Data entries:
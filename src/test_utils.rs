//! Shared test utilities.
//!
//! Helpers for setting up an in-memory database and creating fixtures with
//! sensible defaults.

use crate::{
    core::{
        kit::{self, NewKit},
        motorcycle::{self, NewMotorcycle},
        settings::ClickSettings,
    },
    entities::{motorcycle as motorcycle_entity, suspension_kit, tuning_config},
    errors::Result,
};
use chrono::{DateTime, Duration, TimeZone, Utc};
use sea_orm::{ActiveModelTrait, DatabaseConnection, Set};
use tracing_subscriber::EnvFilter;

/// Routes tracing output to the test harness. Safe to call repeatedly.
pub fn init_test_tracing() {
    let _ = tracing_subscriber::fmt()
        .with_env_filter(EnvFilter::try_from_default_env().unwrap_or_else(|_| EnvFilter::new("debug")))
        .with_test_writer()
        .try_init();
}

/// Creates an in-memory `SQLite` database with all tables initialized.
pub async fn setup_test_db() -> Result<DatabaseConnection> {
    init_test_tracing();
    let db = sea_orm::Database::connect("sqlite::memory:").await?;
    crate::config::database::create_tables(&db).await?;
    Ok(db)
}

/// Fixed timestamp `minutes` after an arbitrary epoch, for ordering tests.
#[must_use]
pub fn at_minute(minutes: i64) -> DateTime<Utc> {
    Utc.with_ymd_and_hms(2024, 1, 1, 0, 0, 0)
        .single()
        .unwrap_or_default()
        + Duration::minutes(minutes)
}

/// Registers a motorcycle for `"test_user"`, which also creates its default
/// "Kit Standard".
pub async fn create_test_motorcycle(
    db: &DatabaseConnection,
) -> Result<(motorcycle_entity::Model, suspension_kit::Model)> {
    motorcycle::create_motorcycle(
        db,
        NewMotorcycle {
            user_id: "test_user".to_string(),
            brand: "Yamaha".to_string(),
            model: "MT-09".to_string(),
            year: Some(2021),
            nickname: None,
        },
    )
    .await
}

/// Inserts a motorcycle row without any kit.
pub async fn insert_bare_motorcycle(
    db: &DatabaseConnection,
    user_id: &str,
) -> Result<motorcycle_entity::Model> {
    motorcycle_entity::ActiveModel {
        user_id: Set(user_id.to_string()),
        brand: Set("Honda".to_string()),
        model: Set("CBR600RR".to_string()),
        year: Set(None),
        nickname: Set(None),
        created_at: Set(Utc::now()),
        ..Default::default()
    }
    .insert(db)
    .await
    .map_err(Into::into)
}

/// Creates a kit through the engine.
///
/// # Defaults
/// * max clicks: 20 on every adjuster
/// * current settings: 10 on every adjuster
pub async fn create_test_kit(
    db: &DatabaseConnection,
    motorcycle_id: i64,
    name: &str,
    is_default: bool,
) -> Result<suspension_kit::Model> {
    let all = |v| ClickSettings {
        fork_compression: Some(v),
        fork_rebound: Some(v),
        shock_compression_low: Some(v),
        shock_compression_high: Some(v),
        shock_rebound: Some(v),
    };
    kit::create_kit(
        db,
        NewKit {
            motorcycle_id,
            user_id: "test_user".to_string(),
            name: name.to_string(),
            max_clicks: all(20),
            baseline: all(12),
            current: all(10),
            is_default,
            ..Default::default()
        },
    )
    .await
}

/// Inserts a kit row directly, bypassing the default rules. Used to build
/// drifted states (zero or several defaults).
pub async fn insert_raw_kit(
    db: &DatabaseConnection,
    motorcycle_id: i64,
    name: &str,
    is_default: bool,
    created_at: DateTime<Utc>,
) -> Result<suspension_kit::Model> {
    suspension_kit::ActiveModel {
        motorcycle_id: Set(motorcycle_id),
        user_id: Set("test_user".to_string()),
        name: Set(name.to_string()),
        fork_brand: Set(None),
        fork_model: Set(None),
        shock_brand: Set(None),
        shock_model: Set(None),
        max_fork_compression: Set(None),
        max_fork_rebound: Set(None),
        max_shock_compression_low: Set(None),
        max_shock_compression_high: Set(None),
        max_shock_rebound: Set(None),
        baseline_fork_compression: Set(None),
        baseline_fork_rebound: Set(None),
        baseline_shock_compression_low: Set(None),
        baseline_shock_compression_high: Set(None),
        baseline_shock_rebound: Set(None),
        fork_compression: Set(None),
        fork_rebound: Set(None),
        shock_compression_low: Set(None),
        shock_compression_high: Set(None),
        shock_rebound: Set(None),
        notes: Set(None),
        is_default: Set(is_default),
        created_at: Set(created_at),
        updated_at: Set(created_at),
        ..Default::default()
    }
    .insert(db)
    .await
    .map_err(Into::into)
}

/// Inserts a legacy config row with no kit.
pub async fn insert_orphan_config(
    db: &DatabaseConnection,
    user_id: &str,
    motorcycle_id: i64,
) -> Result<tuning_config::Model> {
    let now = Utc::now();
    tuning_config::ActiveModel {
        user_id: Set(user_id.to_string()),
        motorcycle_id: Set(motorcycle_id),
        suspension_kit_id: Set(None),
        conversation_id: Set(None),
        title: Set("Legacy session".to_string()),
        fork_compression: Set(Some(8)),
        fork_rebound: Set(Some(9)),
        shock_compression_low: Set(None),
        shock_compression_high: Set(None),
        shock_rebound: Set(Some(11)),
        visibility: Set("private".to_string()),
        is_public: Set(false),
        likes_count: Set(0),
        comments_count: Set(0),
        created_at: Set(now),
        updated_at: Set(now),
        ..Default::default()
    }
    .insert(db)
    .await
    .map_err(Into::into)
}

---

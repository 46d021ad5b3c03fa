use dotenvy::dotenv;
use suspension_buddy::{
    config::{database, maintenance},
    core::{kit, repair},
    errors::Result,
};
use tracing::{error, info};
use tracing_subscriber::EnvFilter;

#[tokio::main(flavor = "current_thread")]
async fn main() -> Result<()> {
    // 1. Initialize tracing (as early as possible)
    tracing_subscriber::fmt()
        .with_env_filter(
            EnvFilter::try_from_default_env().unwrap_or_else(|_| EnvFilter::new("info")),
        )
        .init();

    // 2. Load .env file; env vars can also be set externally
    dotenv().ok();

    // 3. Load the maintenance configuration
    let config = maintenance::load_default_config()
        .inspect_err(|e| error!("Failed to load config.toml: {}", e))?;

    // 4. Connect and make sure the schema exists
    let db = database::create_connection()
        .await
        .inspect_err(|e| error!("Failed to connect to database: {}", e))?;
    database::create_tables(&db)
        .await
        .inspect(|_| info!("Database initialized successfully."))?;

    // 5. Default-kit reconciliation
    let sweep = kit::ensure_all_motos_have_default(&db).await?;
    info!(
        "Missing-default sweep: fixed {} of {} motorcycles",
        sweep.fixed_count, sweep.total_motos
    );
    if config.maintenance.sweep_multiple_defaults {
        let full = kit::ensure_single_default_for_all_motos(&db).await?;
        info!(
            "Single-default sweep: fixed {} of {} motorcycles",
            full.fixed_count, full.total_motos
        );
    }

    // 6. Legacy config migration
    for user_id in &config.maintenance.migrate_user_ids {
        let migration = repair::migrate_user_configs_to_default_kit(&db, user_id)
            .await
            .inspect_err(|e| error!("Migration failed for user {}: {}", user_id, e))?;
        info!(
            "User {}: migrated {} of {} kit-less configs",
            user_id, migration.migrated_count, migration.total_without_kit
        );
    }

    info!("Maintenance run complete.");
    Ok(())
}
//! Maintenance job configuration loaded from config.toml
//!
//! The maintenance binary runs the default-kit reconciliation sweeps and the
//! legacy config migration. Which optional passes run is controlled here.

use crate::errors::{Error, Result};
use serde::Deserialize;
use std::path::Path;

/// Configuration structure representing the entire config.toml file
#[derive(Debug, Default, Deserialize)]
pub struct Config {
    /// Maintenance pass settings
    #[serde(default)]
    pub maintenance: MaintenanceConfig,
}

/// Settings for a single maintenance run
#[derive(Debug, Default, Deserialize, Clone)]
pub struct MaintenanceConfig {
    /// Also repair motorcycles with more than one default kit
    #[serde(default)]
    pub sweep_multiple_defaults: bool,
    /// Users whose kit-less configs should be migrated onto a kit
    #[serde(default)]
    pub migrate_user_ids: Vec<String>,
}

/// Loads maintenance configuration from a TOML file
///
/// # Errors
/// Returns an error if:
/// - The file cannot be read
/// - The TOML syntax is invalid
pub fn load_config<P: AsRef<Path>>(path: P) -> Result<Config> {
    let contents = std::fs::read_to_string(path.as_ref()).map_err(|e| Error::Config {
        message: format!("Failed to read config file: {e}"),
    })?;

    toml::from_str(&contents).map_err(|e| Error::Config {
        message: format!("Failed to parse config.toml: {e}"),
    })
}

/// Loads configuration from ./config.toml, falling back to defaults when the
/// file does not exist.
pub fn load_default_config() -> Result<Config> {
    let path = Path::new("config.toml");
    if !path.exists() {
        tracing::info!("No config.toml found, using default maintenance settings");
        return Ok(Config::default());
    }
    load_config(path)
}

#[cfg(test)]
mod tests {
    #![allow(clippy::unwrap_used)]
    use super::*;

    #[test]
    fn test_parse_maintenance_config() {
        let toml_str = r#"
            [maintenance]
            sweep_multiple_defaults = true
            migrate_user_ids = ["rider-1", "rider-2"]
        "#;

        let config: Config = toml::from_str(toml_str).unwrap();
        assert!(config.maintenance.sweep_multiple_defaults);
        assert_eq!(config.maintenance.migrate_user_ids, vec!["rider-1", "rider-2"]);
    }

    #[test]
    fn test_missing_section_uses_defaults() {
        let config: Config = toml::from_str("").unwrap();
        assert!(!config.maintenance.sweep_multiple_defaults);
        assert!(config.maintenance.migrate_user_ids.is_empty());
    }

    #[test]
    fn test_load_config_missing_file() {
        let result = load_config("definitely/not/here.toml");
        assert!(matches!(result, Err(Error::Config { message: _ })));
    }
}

* * *

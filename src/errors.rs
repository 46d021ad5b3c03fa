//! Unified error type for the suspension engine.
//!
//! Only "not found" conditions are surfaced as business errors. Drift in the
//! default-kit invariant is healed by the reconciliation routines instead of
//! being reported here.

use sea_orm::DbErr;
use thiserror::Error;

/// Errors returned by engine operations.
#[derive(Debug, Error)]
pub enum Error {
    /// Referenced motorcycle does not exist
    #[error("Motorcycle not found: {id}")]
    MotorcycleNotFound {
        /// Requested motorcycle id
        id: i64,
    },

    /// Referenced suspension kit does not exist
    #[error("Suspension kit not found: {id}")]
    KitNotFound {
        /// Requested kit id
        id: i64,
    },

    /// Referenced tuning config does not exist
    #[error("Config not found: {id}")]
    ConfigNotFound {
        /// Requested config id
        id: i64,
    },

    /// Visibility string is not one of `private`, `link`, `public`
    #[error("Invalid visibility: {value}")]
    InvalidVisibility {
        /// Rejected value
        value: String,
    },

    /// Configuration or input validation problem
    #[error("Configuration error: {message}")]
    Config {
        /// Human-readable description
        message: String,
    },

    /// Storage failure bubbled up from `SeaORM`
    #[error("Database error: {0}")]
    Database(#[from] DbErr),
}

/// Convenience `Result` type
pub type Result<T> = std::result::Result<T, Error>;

| Your objective |
All lines in the records with the string "rider" should be copied out.

| Answer |
            migrate_user_ids = ["rider-1", "rider-2"]
        assert_eq!(config.maintenance.migrate_user_ids, vec!["rider-1", "rider-2"]);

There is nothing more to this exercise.